1.4 A Brief Tour of Real-World Failures
1.4 A Brief Tour of Real-World Failures
To understand why numerical linear algebra matters, it helps to see what happens when it goes wrong. These failures are not obscure textbook anecdotes; they come from real systems—financial models, control systems, simulations, machine learning pipelines, and even large-scale AI models. In every case, the root cause was the same: a mismatch between mathematical expectation and computational reality.
Failure #1 — The Exploding Model
In machine learning training, it is common to see loss suddenly explode after hours of stable progress. Logs show nothing suspicious. Gradients look fine. Weights appear reasonable—until everything becomes NaN in a single step.

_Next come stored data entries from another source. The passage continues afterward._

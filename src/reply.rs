//! Control-channel replies and the parsers that pull values out of them.

use std::io::{self, BufRead};
use std::net::{Ipv4Addr, SocketAddr, SocketAddrV4};

use chrono::{DateTime, NaiveDateTime, Utc};
use once_cell::sync::Lazy;
use regex::Regex;

use crate::restart_marker::RestartMarker;

static PASV_RE: Lazy<Regex> = Lazy::new(|| {
    Regex::new(r"(\d{1,3}),(\d{1,3}),(\d{1,3}),(\d{1,3}),(\d{1,3}),(\d{1,3})")
        .expect("valid PASV pattern")
});

static QUOTED_RE: Lazy<Regex> = Lazy::new(|| Regex::new(r#""((?:[^"]|"")*)""#).expect("valid quote pattern"));

/// Reply class, taken from the first digit of the reply code.
#[derive(Debug, Clone, Copy, PartialEq, Eq)]
pub enum ReplyClass {
    Preliminary,
    Completion,
    Intermediate,
    TransientNegative,
    PermanentNegative,
    Unknown,
}

/// One complete (possibly multi-line) reply from a server.
#[derive(Debug, Clone, PartialEq, Eq)]
pub struct Reply {
    pub code: u32,
    /// Raw reply text, lines joined with `\n`, codes included.
    pub text: String,
}

impl Reply {
    pub fn new(code: u32, text: impl Into<String>) -> Self {
        Reply {
            code,
            text: text.into(),
        }
    }

    pub fn from_response(resp: &suppaftp::types::Response) -> Self {
        let text = String::from_utf8_lossy(&resp.body).trim_end().to_string();
        Reply::new(resp.status.code(), text)
    }

    pub fn class(&self) -> ReplyClass {
        match self.code / 100 {
            1 => ReplyClass::Preliminary,
            2 => ReplyClass::Completion,
            3 => ReplyClass::Intermediate,
            4 => ReplyClass::TransientNegative,
            5 => ReplyClass::PermanentNegative,
            _ => ReplyClass::Unknown,
        }
    }

    pub fn is_preliminary(&self) -> bool {
        self.class() == ReplyClass::Preliminary
    }

    pub fn is_completion(&self) -> bool {
        self.class() == ReplyClass::Completion
    }

    /// Reply text with the leading code of the first line removed.
    pub fn message(&self) -> &str {
        strip_code(&self.text).trim_end()
    }

    /// Body lines with any `NNN-` / `NNN ` prefix stripped.
    pub fn lines(&self) -> impl Iterator<Item = &str> {
        self.text.lines().map(strip_code)
    }
}

fn strip_code(line: &str) -> &str {
    let bytes = line.as_bytes();
    if bytes.len() >= 4
        && bytes[..3].iter().all(u8::is_ascii_digit)
        && (bytes[3] == b' ' || bytes[3] == b'-')
    {
        &line[4..]
    } else if bytes.len() == 3 && bytes.iter().all(u8::is_ascii_digit) {
        ""
    } else {
        line
    }
}

/// Reads one reply from a line-oriented control stream.
///
/// Handles the `NNN-` continuation form: lines are collected until a line
/// starting with the same code followed by a space.
pub fn read_reply<R: BufRead>(reader: &mut R) -> io::Result<Reply> {
    let mut first = String::new();
    if reader.read_line(&mut first)? == 0 {
        return Err(io::Error::new(
            io::ErrorKind::UnexpectedEof,
            "control connection closed",
        ));
    }
    let first = first.trim_end_matches(&['\r', '\n'][..]).to_string();
    let code = parse_code(&first)?;
    let mut text = first.clone();
    if first.as_bytes().get(3) == Some(&b'-') {
        let terminator = format!("{} ", &first[..3]);
        loop {
            let mut line = String::new();
            if reader.read_line(&mut line)? == 0 {
                return Err(io::Error::new(
                    io::ErrorKind::UnexpectedEof,
                    "control connection closed inside a multi-line reply",
                ));
            }
            let line = line.trim_end_matches(&['\r', '\n'][..]);
            text.push('\n');
            text.push_str(line);
            if line.starts_with(&terminator) || line == &first[..3] {
                break;
            }
        }
    }
    Ok(Reply::new(code, text))
}

fn parse_code(line: &str) -> io::Result<u32> {
    line.get(..3)
        .filter(|c| c.bytes().all(|b| b.is_ascii_digit()))
        .and_then(|c| c.parse().ok())
        .ok_or_else(|| {
            io::Error::new(
                io::ErrorKind::InvalidData,
                format!("malformed reply line: {:?}", line),
            )
        })
}

/// Extracts the data-channel address from a `227` reply.
pub fn parse_pasv(reply: &Reply) -> Option<SocketAddr> {
    let caps = PASV_RE.captures(&reply.text)?;
    let mut nums = [0u8; 6];
    for (i, slot) in nums.iter_mut().enumerate() {
        *slot = caps.get(i + 1)?.as_str().parse().ok()?;
    }
    let ip = Ipv4Addr::new(nums[0], nums[1], nums[2], nums[3]);
    let port = u16::from(nums[4]) << 8 | u16::from(nums[5]);
    Some(SocketAddr::V4(SocketAddrV4::new(ip, port)))
}

/// Renders an address in the `h1,h2,h3,h4,p1,p2` form used by `PORT`.
pub fn format_host_port(addr: &SocketAddr) -> Option<String> {
    match addr {
        SocketAddr::V4(v4) => {
            let o = v4.ip().octets();
            let port = v4.port();
            Some(format!(
                "{},{},{},{},{},{}",
                o[0],
                o[1],
                o[2],
                o[3],
                port >> 8,
                port & 0xff
            ))
        }
        SocketAddr::V6(_) => None,
    }
}

pub fn parse_size(reply: &Reply) -> Option<u64> {
    if reply.code != 213 {
        return None;
    }
    reply.message().trim().parse().ok()
}

/// `213 YYYYMMDDhhmmss[.sss]`
pub fn parse_mdtm(reply: &Reply) -> Option<DateTime<Utc>> {
    if reply.code != 213 {
        return None;
    }
    let stamp = reply.message().trim();
    let whole = stamp.split('.').next()?;
    if whole.len() != 14 {
        return None;
    }
    let naive = NaiveDateTime::parse_from_str(whole, "%Y%m%d%H%M%S").ok()?;
    Some(naive.and_utc())
}

pub fn parse_cksm(reply: &Reply) -> Option<String> {
    if reply.code != 213 {
        return None;
    }
    let sum = reply.message().trim();
    (!sum.is_empty()).then(|| sum.to_string())
}

/// Returns the fact line of a `250-` MLST reply.
pub fn parse_mlst(reply: &Reply) -> Option<String> {
    if reply.code != 250 {
        return None;
    }
    reply
        .text
        .lines()
        .skip(1)
        .find(|l| l.starts_with(' '))
        .map(|l| l.trim_start().to_string())
        .or_else(|| {
            reply
                .text
                .lines()
                .nth(1)
                .filter(|l| !l.starts_with("250"))
                .map(|l| l.trim().to_string())
        })
}

/// Working directory reported by a `250` reply to CWD, if quoted.
pub fn parse_cwd(reply: &Reply) -> Option<String> {
    let caps = QUOTED_RE.captures(reply.message())?;
    Some(caps.get(1)?.as_str().replace("\"\"", "\""))
}

/// STAT output without the framing code lines.
pub fn parse_stat(reply: &Reply) -> String {
    let lines: Vec<&str> = reply.text.lines().collect();
    if lines.len() <= 1 {
        return reply.message().to_string();
    }
    let mut body = String::new();
    for line in &lines[1..lines.len() - 1] {
        body.push_str(line.trim_start());
        body.push('\n');
    }
    body
}

/// Parses a `111 Range Marker a-b,c-d` preliminary reply.
pub fn parse_restart_marker(reply: &Reply) -> Option<RestartMarker> {
    if reply.code != 111 {
        return None;
    }
    let message = reply.message();
    let ranges = message
        .strip_prefix("Range Marker")
        .map(str::trim)
        .unwrap_or_else(|| message.trim());
    RestartMarker::from_string(ranges).ok()
}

Often the cause is shockingly small: a single subtraction of two nearly equal numbers producing catastrophic cancellation, followed by a division that magnifies the resulting numerical noise until the model destabilizes.
The architecture wasn’t wrong. The math wasn’t wrong. The computational pathway was.
Failure #2 — The “Correct” Algorithm That Never Converged
Many iterative solvers (like Conjugate Gradient or GMRES) work beautifully on paper—but when implemented, they sometimes refuse to converge. Developers try changing hyperparameters, rewriting loops, even switching hardware, only to discover the root cause later: the matrix was poorly conditioned.
The algorithm was correct. The problem itself was fragile.
A condition number of 10⁸ means this: you must lose eight digits of precision just by trying to solve the problem.
No amount of clever coding will save a problem that fundamentally can’t be trusted.
Failure #3 — When Simulations Diverge “Randomly”
Physics simulations, fluid solvers, particle systems, and reinforcement learning environments will sometimes diverge even when the equations are perfectly valid. Two runs with the same inputs produce different outcomes. Tiny perturbations grow with each timestep until the system collapses.
The reason? Each timestep introduces small floating-point errors. A mathematically stable method may still be computationally unstable when accumulated error exceeds the system’s tolerance.
This is why “stable integrators” exist—not for beauty, but for survival.
Failure #4 — PCA and Embedding Drift
Principal Component Analysis (PCA) is mathematically simple—yet in production it sometimes produces inconsistent components across runs. Embeddings drift. Recommendations fluctuate.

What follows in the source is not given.